Though Bungle regularly amended and modified their orchestrations — incorporating such exotic instruments as the saxophone, synthesizer, or even timpani (!!!) — they have always maintained footing in the mosh pit of their youth and continued to reference metal in one way or another. Even in their last tours of the millennium they played songs from The Raging Wrath of The Easter Bunny (1986).
Once the 3 remaining members decided to re-record the demo they needed another guitarist and a drummer. This time they were in a position to hand-pick the two guys who could help them realize this body of work with the utmost brutality. Scott Ian and Dave Lombardo accepted the offer and dove full force into the music like a skate punk dives into a wall of slam dancers.
The recording of The Raging Wrath of The Easter Bunny Demo was completed in about 10 days following the series of sold out (pre-COVID) shows. In addition to what was on the original cassette-only release, three original songs from the same era were realized for the first time. Eracist, Loss for Words and Glutton for Punishment. In addition to these 3 new tracks a Spanish version of Speak English or Die titled “Habla Espanol O Muerta” was also tacked on to the end of the track Hypocrites.
Grizzly Adams is a very 80’s metal intro track. The slow fingerpicked clean guitar build up before the real show starts.
Anarchy Up Your Anus comes complete with a spoken word intro from Rhea Perlman. Danny DeVito actually introduced Bungle at their LA show so there must be some connection there. Once the song kicks in it’s full blown thrash metal mayhem. Raping Your Mind is a similar fare.
Hypocrites / Habla Español O Muere has more of a hardcore punk sound to it. The riffs are fast and brutal and then it breaks down into mariachi and eventually the throwback to “Speak English or Die.” This one of the most Mr. Bungle songs on this album. I mean that because it momentarily takes a hard left turn away from thrash metal, which is the prevailing genre here.
Bungle Grind dives headfirst back into the 80’s thrash metal style the original demo was known for “Life is a fucking joke!” Patton screams about half way through the track.

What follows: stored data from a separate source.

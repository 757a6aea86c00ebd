pub mod epoch_stats;
pub mod loop_fn;
pub mod neuron_map;
pub mod settings;
pub mod sweep;
pub mod train_config;

pub use epoch_stats::EpochStats;
pub use loop_fn::{check_labels, evaluate, train_loop};
pub use neuron_map::NeuronMap;
pub use settings::TrainSettings;
pub use sweep::{run_configuration, run_sweep, SweepGrid, SweepResult};
pub use train_config::TrainConfig;
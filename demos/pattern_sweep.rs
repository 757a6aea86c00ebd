/// Parameter sweep over random-graph networks on a synthetic task.
///
/// Four classes, each a fixed 8-pixel pattern with random noise added.
/// Every configuration of the grid trains its own network on its own
/// worker thread; results are printed in job order.
///
/// Run with:
///   cargo run --example pattern_sweep --release
use rand::rngs::StdRng;
use rand::{Rng, SeedableRng};

use ferrite_ftwt::train::{run_sweep, SweepGrid};
use ferrite_ftwt::{InMemoryDataset, TrainSettings};

const INPUT_SIZE: usize = 8;
const N_CLASSES: usize = 4;

fn noisy_patterns(n: usize, rng: &mut StdRng) -> anyhow::Result<InMemoryDataset> {
    let mut inputs = Vec::with_capacity(n);
    let mut labels = Vec::with_capacity(n);
    for i in 0..n {
        let class = i % N_CLASSES;
        let input: Vec<f64> = (0..INPUT_SIZE)
            .map(|px| {
                let on = px / 2 == class;
                let base = if on { 1.0 } else { 0.0 };
                (base + rng.gen_range(-0.1..0.1_f64)).clamp(0.0, 1.0)
            })
            .collect();
        inputs.push(input);
        labels.push(class);
    }
    Ok(InMemoryDataset::new(inputs, labels, N_CLASSES)?)
}

fn main() -> anyhow::Result<()> {
    tracing_subscriber::fmt().init();

    let mut rng = StdRng::seed_from_u64(7);
    let train = noisy_patterns(400, &mut rng)?;
    let test = noisy_patterns(100, &mut rng)?;

    let grid = SweepGrid {
        base: TrainSettings {
            min_verts: 16,
            max_verts: 24,
            min_edge_weight: 0.01,
            max_edge_weight: 1.0,
            ..TrainSettings::default()
        },
        num_iterations: vec![1, 3],
        batch_sizes: vec![10, 50],
        edge_probabilities: vec![0.3, 0.7],
        learn_rates: vec![0.01, 0.1],
    };

    let results = run_sweep(grid.expand(), &train, &test, N_CLASSES, 4, 42);
    for outcome in results {
        match outcome {
            Ok(r) => println!(
                "iters={} batch={} p={} lr={} -> neurons={} synapses={} accuracy={:.1}% ({:.3}s)",
                r.settings.num_iterations, r.settings.batch_size, r.settings.edge_probability,
                r.settings.learn_rate, r.neurons, r.synapses, r.accuracy * 100.0, r.train_secs,
            ),
            Err(e) => println!("rejected: {e}"),
        }
    }
    Ok(())
}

Methematics will sound familiar to most OG Bungle fans even if they haven’t heard the original Easter Bunny demo. It uses the main breakdown riff from the track Love is a Fist on their debut Warner Bros. release.
Ever wondered what it might sound like if Mike Patton fronted Anthrax? Eracist is your answer. Scott Ian’s giant, crunchy rhythm guitar paired with Patton’s vocals on this song definitely makes it an album highlight. One of the new tracks, it also has an undeniably catchy hook for a death rock song. This was one of the singles and I found myself singing it in my head after a few casual listens. It’s rare that a metal track is also an earworm.
Spreading the Thighs of Death is as close as it gets to full blown Cannibal Corpse style death metal. “Fucking with something you know nothing about – spreading the thighs of death.”
Loss for Words is a cover of a song by the band Corrosion of Conformity. It’s from their “Animosity” album released in 1985. Long before they evolved into the heavy southern blues metal band they are today. Originally C.O.C. was a political thrash / punk outfit and the song has a very 80’s style speed metal feel with Patton’s sporadic and unhinged vocals adding some color.
Glutton for Punishment and Sudden Death cap things off with the latter being the longest and final track. There are some great full band callbacks at the end of the track “I don’t know – I don’t know” before it collapses and Patton screams the final lyric “SUDDEN DEATH!”
This is one of those albums that is so densely packed with metal goodness it not only warrants but requires multiple listens. When I really think about it, all of Bungle’s stuff is like this. When it’s all said and done this is an absolute CLASSIC thrash-metal album that only a band like Mr. Bungle could make… with the help of heavy hitters like Scott Ian and Dave Lombardo of course.